## Aim of the task
Below are records; count how many of their lines contain the string "NoPrompt", and give only that number.

(Collected data)

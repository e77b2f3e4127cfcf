use std::collections::{BTreeSet, HashSet};
use std::fmt;
use std::str::FromStr;

use serde::{Deserialize, Serialize};

use crate::error::PickerError;

/// The media manager issuing the override webhook.
///
/// Both pipelines are identical apart from the REST endpoints and payload
/// keys selected here.
///
/// # Examples
///
/// ```
/// use picker_core::Service;
///
/// let s: Service = "Sonarr".parse().unwrap();
/// assert_eq!(s, Service::Sonarr);
/// assert_eq!(s.to_string(), "sonarr");
/// assert_eq!(s.media_key(), "series");
/// ```
#[derive(Debug, Clone, Copy, PartialEq, Eq, Hash, PartialOrd, Ord, Serialize, Deserialize)]
#[serde(rename_all = "lowercase")]
pub enum Service {
    /// Movies.
    Radarr,
    /// Series, seasons, and episodes.
    Sonarr,
}

impl Service {
    /// Every supported service, in a stable order.
    pub const ALL: [Service; 2] = [Service::Radarr, Service::Sonarr];

    /// Directory and URL segment name.
    pub fn as_str(self) -> &'static str {
        match self {
            Service::Radarr => "radarr",
            Service::Sonarr => "sonarr",
        }
    }

    /// Capitalized product name for log lines and messages.
    pub fn display_name(self) -> &'static str {
        match self {
            Service::Radarr => "Radarr",
            Service::Sonarr => "Sonarr",
        }
    }

    /// Key of the media object in webhook payloads and simulate responses.
    pub fn media_key(self) -> &'static str {
        match self {
            Service::Radarr => "movie",
            Service::Sonarr => "series",
        }
    }

    /// REST endpoint (below `/api/v3/`) for a single media item.
    pub fn media_endpoint(self, id: u64) -> String {
        format!("{}/{id}", self.media_key())
    }

    /// REST endpoint (below `/api/v3/`) for an interactive release search.
    pub fn release_endpoint(self, id: u64) -> String {
        match self {
            Service::Radarr => format!("release?movieId={id}"),
            Service::Sonarr => format!("release?seriesId={id}"),
        }
    }

    /// ntfy emoji tag for override notifications.
    pub fn notification_tag(self) -> &'static str {
        match self {
            Service::Radarr => "movie_camera",
            Service::Sonarr => "tv",
        }
    }
}

impl fmt::Display for Service {
    fn fmt(&self, f: &mut fmt::Formatter<'_>) -> fmt::Result {
        f.write_str(self.as_str())
    }
}

impl FromStr for Service {
    type Err = PickerError;

    fn from_str(s: &str) -> Result<Self, Self::Err> {
        match s.trim().to_ascii_lowercase().as_str() {
            "radarr" => Ok(Service::Radarr),
            "sonarr" => Ok(Service::Sonarr),
            other => Err(PickerError::InvalidRequest(format!(
                "unknown service '{other}', expected radarr or sonarr"
            ))),
        }
    }
}

/// One downloadable release offered by the arr.
///
/// Field names follow the override webhook payload. Identity is `guid`;
/// position in the request defines the 1-based index shown to the LLM.
///
/// # Examples
///
/// ```
/// use picker_core::ReleaseCandidate;
///
/// let json = r#"{"guid":"abc","title":"Movie.2024.1080p","size":4294967296,"seeders":12}"#;
/// let c: ReleaseCandidate = serde_json::from_str(json).unwrap();
/// assert_eq!(c.size, 4_294_967_296);
/// assert_eq!(c.seeders, Some(12));
/// assert!(c.languages.is_empty());
/// ```
#[derive(Debug, Clone, Default, PartialEq, Serialize, Deserialize)]
#[serde(rename_all = "camelCase", default)]
pub struct ReleaseCandidate {
    /// Unique identifier within a request.
    pub guid: String,
    /// Release name as published by the indexer.
    pub title: String,
    /// Size in bytes.
    pub size: u64,
    /// Seeder count. Absent for usenet.
    pub seeders: Option<u32>,
    /// Quality label, e.g. `Bluray-1080p`.
    pub quality: String,
    /// Audio languages.
    pub languages: Vec<String>,
    /// Matched custom format names.
    pub custom_formats: Vec<String>,
    /// Indexer the release came from.
    pub indexer: String,
    /// Sum of the matched custom format scores.
    pub custom_format_score: i64,
    /// Minutes since publication.
    pub age_minutes: f64,
    /// Indexer flags such as `freeleech`.
    pub indexer_flags: Vec<String>,
    /// Whether this is the arr's own pick.
    pub is_selected: bool,
}

/// A validated request for one release decision.
///
/// Construct through [`OverrideRequest::new`], which enforces that there is
/// at least one candidate and that every guid is present and unique.
///
/// # Examples
///
/// ```
/// use picker_core::{OverrideRequest, ReleaseCandidate, Service};
/// use std::collections::BTreeSet;
///
/// let candidates = vec![ReleaseCandidate { guid: "a".into(), ..Default::default() }];
/// let req = OverrideRequest::new(
///     Service::Radarr,
///     "Dune",
///     "HD-1080p",
///     BTreeSet::new(),
///     candidates,
/// )
/// .unwrap();
/// assert_eq!(req.candidates().len(), 1);
/// ```
#[derive(Debug, Clone, PartialEq)]
pub struct OverrideRequest {
    service: Service,
    media_title: String,
    profile_name: String,
    tags: BTreeSet<String>,
    candidates: Vec<ReleaseCandidate>,
}

impl OverrideRequest {
    /// Validate and build a request. Tags are lowercased.
    ///
    /// # Errors
    ///
    /// Returns [`PickerError::InvalidRequest`] if `candidates` is empty, or a
    /// guid is empty or repeated.
    pub fn new(
        service: Service,
        media_title: impl Into<String>,
        profile_name: impl Into<String>,
        tags: BTreeSet<String>,
        candidates: Vec<ReleaseCandidate>,
    ) -> Result<Self, PickerError> {
        if candidates.is_empty() {
            return Err(PickerError::InvalidRequest("no candidates".into()));
        }

        let mut seen = HashSet::with_capacity(candidates.len());
        for (i, c) in candidates.iter().enumerate() {
            if c.guid.is_empty() {
                return Err(PickerError::InvalidRequest(format!(
                    "candidate #{} has no guid",
                    i + 1
                )));
            }
            if !seen.insert(c.guid.as_str()) {
                return Err(PickerError::InvalidRequest(format!(
                    "duplicate guid '{}'",
                    c.guid
                )));
            }
        }

        Ok(Self {
            service,
            media_title: media_title.into(),
            profile_name: profile_name.into(),
            tags: tags.into_iter().map(|t| t.to_lowercase()).collect(),
            candidates,
        })
    }

    pub fn service(&self) -> Service {
        self.service
    }

    pub fn media_title(&self) -> &str {
        &self.media_title
    }

    pub fn profile_name(&self) -> &str {
        &self.profile_name
    }

    /// Lowercased tag labels of the media item.
    pub fn tags(&self) -> &BTreeSet<String> {
        &self.tags
    }

    /// Candidates in the order the arr sent them. Never empty.
    pub fn candidates(&self) -> &[ReleaseCandidate] {
        &self.candidates
    }

    /// Candidate at a 1-based display index.
    pub fn candidate_at(&self, index: usize) -> Option<&ReleaseCandidate> {
        index.checked_sub(1).and_then(|i| self.candidates.get(i))
    }

    /// The release the arr would grab on its own.
    ///
    /// The candidate flagged `isSelected`, or the first one when the
    /// payload flags none.
    pub fn default_pick(&self) -> &ReleaseCandidate {
        self.candidates
            .iter()
            .find(|c| c.is_selected)
            .unwrap_or(&self.candidates[0])
    }
}

/// Why a request was left to the arr's own ranking.
#[derive(Debug, Clone, Copy, PartialEq, Eq, Serialize, Deserialize)]
#[serde(rename_all = "kebab-case")]
pub enum PassThroughCause {
    /// No (usable) prompt for the service/profile pair.
    NoPrompt,
    /// The media carries the skip tag.
    SkipTag,
    /// Timeout or transport error talking to the LLM.
    LlmFailure,
    /// The LLM answered with something unusable.
    InvalidResponse,
    /// A choice was made but dry-run mode suppressed it.
    DryRun,
}

impl fmt::Display for PassThroughCause {
    fn fmt(&self, f: &mut fmt::Formatter<'_>) -> fmt::Result {
        let s = match self {
            PassThroughCause::NoPrompt => "no-prompt",
            PassThroughCause::SkipTag => "skip-tag",
            PassThroughCause::LlmFailure => "llm-failure",
            PassThroughCause::InvalidResponse => "invalid-response",
            PassThroughCause::DryRun => "dry-run",
        };
        f.write_str(s)
    }
}

/// Outcome of one decision round-trip.
///
/// # Examples
///
/// ```
/// use picker_core::{Decision, PassThroughCause};
///
/// let d = Decision::PassThrough {
///     cause: PassThroughCause::SkipTag,
///     reason: "tag no-ai present".into(),
/// };
/// assert!(d.selected_guid().is_none());
/// ```
#[derive(Debug, Clone, PartialEq, Eq, Serialize)]
#[serde(tag = "outcome", rename_all = "kebab-case")]
pub enum Decision {
    /// Grab `guid` instead of the arr's pick.
    Override { guid: String, reason: String },
    /// Let the arr proceed with its own ranking.
    PassThrough {
        cause: PassThroughCause,
        reason: String,
    },
}

impl Decision {
    pub fn selected_guid(&self) -> Option<&str> {
        match self {
            Decision::Override { guid, .. } => Some(guid),
            Decision::PassThrough { .. } => None,
        }
    }

    pub fn reason(&self) -> &str {
        match self {
            Decision::Override { reason, .. } | Decision::PassThrough { reason, .. } => reason,
        }
    }
}

/// Kind of user-facing alert.
#[derive(Debug, Clone, Copy, PartialEq, Eq, Serialize)]
#[serde(rename_all = "lowercase")]
pub enum NotificationKind {
    Override,
    Failure,
}

/// An alert emitted by the decision engine for the notifier.
///
/// Never produced when the LLM merely confirms the arr's own pick.
#[derive(Debug, Clone, PartialEq, Serialize)]
#[serde(rename_all = "camelCase")]
pub struct NotificationEvent {
    pub kind: NotificationKind,
    pub service: Service,
    pub media_title: String,
    pub profile_name: String,
    /// Chosen release (override) or absent (failure).
    pub release: Option<ReleaseSummary>,
    /// LLM reason or failure description.
    pub reason: String,
}

/// The parts of a release worth showing in a notification.
#[derive(Debug, Clone, PartialEq, Eq, Serialize)]
#[serde(rename_all = "camelCase")]
pub struct ReleaseSummary {
    pub title: String,
    pub size: u64,
}

impl From<&ReleaseCandidate> for ReleaseSummary {
    fn from(c: &ReleaseCandidate) -> Self {
        Self {
            title: c.title.clone(),
            size: c.size,
        }
    }
}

## Expected answer
2